From the idea of investment value follows the principle that the non-operating spouse is entitled to a full buyout as a withdrawing “silent partner” even when non-transferable assets and rights are involved.

In their treatise, Complex Issues in California Family Law, Steve Wagner and Dawn Gray put it this way: The Investment Value approach has for decades acknowledged that the professional practice or small business in which the operating spouse’s skills, efforts and talents are both the (1) key to the value of the business and also (2) truly not transferable to a third party will still have value to the operating spouse, which may include goodwill. This is because the day after the case is resolved, “… the operating spouse will walk to the front door, turn the key and an ongoing business will be in place, just as it was the day before.”

Thus, the Silent Partner concept is part of the Investment Value approach for a close corporation as outlined in Hewitson, above. Several cases, including Brawman v. Brawman ((1962) 199 Cal.App.2d 876), have expressly used the “Silent Partner” term and have required this approach.

Closely-held family businesses are typically not suited to FMV valuations. That is in part because they have unique Investment Value to the “in spouse” that cannot be appraised based on any open market. Hewitson and its progeny have, for decades, recognized this valuation problem and then solved it through the Investment Value and Silent Partner approach.
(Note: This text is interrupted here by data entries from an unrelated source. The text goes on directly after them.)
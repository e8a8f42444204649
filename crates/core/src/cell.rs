//! The unobserved cell
//!
//! A cell starts with no kind and no value. The first call to
//! [`Unobserved::value`] collapses it:
//!
//! 1. Take the process-wide resolution lock
//! 2. Pause for the configured seed delay
//! 3. Seed a fresh generator from the high-resolution clock
//! 4. Select the kind (unless [`Unobserved::kind`] already memoized one)
//! 5. Synthesize a value of that kind and store it
//!
//! Every later call returns the stored value without locking.
//!
//! ## Locking
//!
//! One `RESOLUTION_LOCK` is shared by all cells, so unrelated cells resolve
//! one at a time. Readers that lose the race wait on the lock, then find the
//! value already stored.
//!
//! ## Kind Before Value
//!
//! [`Unobserved::kind`] does not take the resolution lock. It seeds the cell's
//! own generator from the clock if none exists yet, then memoizes the kind.
//! Kind selection therefore never runs on an unseeded generator, and a kind
//! memoized early is the kind the value is later synthesized for.

use crate::config::CellConfig;
use crate::kind::Kind;
use crate::sample::synthesize;
use crate::value::Value;
use once_cell::sync::{Lazy, OnceCell};
use parking_lot::Mutex;
use rand::rngs::StdRng;
use rand::{Rng, SeedableRng};
use std::cmp::Ordering;
use std::fmt;
use std::time::{SystemTime, UNIX_EPOCH};
use tracing::{debug, trace};

/// Serializes resolution across every cell in the process.
///
/// Uses parking_lot::Mutex so a panic during synthesis cannot poison it.
static RESOLUTION_LOCK: Lazy<Mutex<()>> = Lazy::new(|| Mutex::new(()));

/// A value whose kind and content are decided on first observation
///
/// # Thread Safety
///
/// `Unobserved` is `Send + Sync`. Share it with `Arc` and call
/// [`value`](Unobserved::value) from any thread; exactly one caller resolves.
///
/// # Example
///
/// ```
/// use unobserved_core::{Unobserved, Value};
///
/// let a = Unobserved::observed(Value::Int32(42));
/// let b = Unobserved::observed(Value::Int32(100));
/// assert!(a.compare(&b).is_lt());
/// assert!(a == a);
/// ```
pub struct Unobserved {
    kind: OnceCell<Kind>,
    value: OnceCell<Value>,
    rng: Mutex<Option<StdRng>>,
    config: CellConfig,
}

impl Unobserved {
    /// Create a pristine cell with the default config
    pub fn new() -> Self {
        Self::with_config(CellConfig::default())
    }

    /// Create a pristine cell with an explicit config
    pub fn with_config(config: CellConfig) -> Self {
        Self {
            kind: OnceCell::new(),
            value: OnceCell::new(),
            rng: Mutex::new(None),
            config,
        }
    }

    /// Create a cell that has already collapsed into `value`
    pub fn observed(value: Value) -> Self {
        let cell = Self::new();
        let _ = cell.kind.set(value.kind());
        let _ = cell.value.set(value);
        cell
    }

    /// The config this cell resolves with
    pub fn config(&self) -> &CellConfig {
        &self.config
    }

    /// Check if the value has been resolved
    pub fn is_resolved(&self) -> bool {
        self.value.get().is_some()
    }

    /// The cell's kind
    ///
    /// Memoized on first call. Does not resolve the value.
    pub fn kind(&self) -> Kind {
        *self.kind.get_or_init(|| {
            let mut slot = self.rng.lock();
            let rng = slot.get_or_insert_with(clock_seeded_rng);
            Kind::sample(rng)
        })
    }

    /// The resolved value, resolving it on first call
    pub fn value(&self) -> &Value {
        if let Some(value) = self.value.get() {
            return value;
        }

        trace!("Waiting for resolution lock");
        let _guard = RESOLUTION_LOCK.lock();

        // Another thread may have resolved while we waited
        if let Some(value) = self.value.get() {
            return value;
        }

        std::thread::sleep(self.config.seed_delay());
        let mut rng = clock_seeded_rng();
        let kind = *self.kind.get_or_init(|| Kind::sample(&mut rng));
        let value = synthesize(kind, &mut rng, &self.config);
        *self.rng.lock() = Some(rng);

        debug!(kind = %kind, "Resolved unobserved value");
        self.value.get_or_init(|| value)
    }

    /// Compare against another cell
    ///
    /// - Unresolved `self`: a uniformly random ordering, without resolving
    /// - Incomparable values (different kinds, opaque objects, or an
    ///   unresolved `other`): `Less`
    /// - Otherwise the natural ordering of the two values
    ///
    /// This is not a total order: cross-kind pairs are `Less` in both
    /// directions.
    pub fn compare(&self, other: &Unobserved) -> Ordering {
        let Some(mine) = self.value.get() else {
            return self.random_ordering();
        };
        other
            .value
            .get()
            .and_then(|theirs| mine.partial_compare(theirs))
            .unwrap_or(Ordering::Less)
    }

    fn random_ordering(&self) -> Ordering {
        let mut slot = self.rng.lock();
        let rng = slot.get_or_insert_with(clock_seeded_rng);
        match rng.gen_range(-1..=1) {
            -1 => Ordering::Less,
            0 => Ordering::Equal,
            _ => Ordering::Greater,
        }
    }
}

/// Generator seeded from nanoseconds since the Unix epoch
fn clock_seeded_rng() -> StdRng {
    let nanos = SystemTime::now()
        .duration_since(UNIX_EPOCH)
        .unwrap_or_default()
        .as_nanos();
    StdRng::seed_from_u64(nanos as u64)
}

impl Default for Unobserved {
    fn default() -> Self {
        Self::new()
    }
}

impl From<Value> for Unobserved {
    fn from(value: Value) -> Self {
        Self::observed(value)
    }
}

impl PartialEq for Unobserved {
    fn eq(&self, other: &Self) -> bool {
        self.compare(other) == Ordering::Equal
    }
}

impl fmt::Display for Unobserved {
    fn fmt(&self, f: &mut fmt::Formatter<'_>) -> fmt::Result {
        write!(f, "{}", self.value())
    }
}

impl fmt::Debug for Unobserved {
    fn fmt(&self, f: &mut fmt::Formatter<'_>) -> fmt::Result {
        f.debug_struct("Unobserved")
            .field("kind", &self.kind.get())
            .field("value", &self.value.get())
            .finish()
    }
}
Even though managing spouses may genuinely feel this way, the “I’m the business and therefore don’t have to buy her out at full value” argument has long been untenable in family law property divisions.

Gregory W. Herring
Certified Specialist, Family Law
The California Board of Legal Specialization of the State Bar of California
Fellow of the American Academy of Matrimonial Lawyers
Fellow of the International Academy of Family Lawyers
Writer’s direct email: [email protected]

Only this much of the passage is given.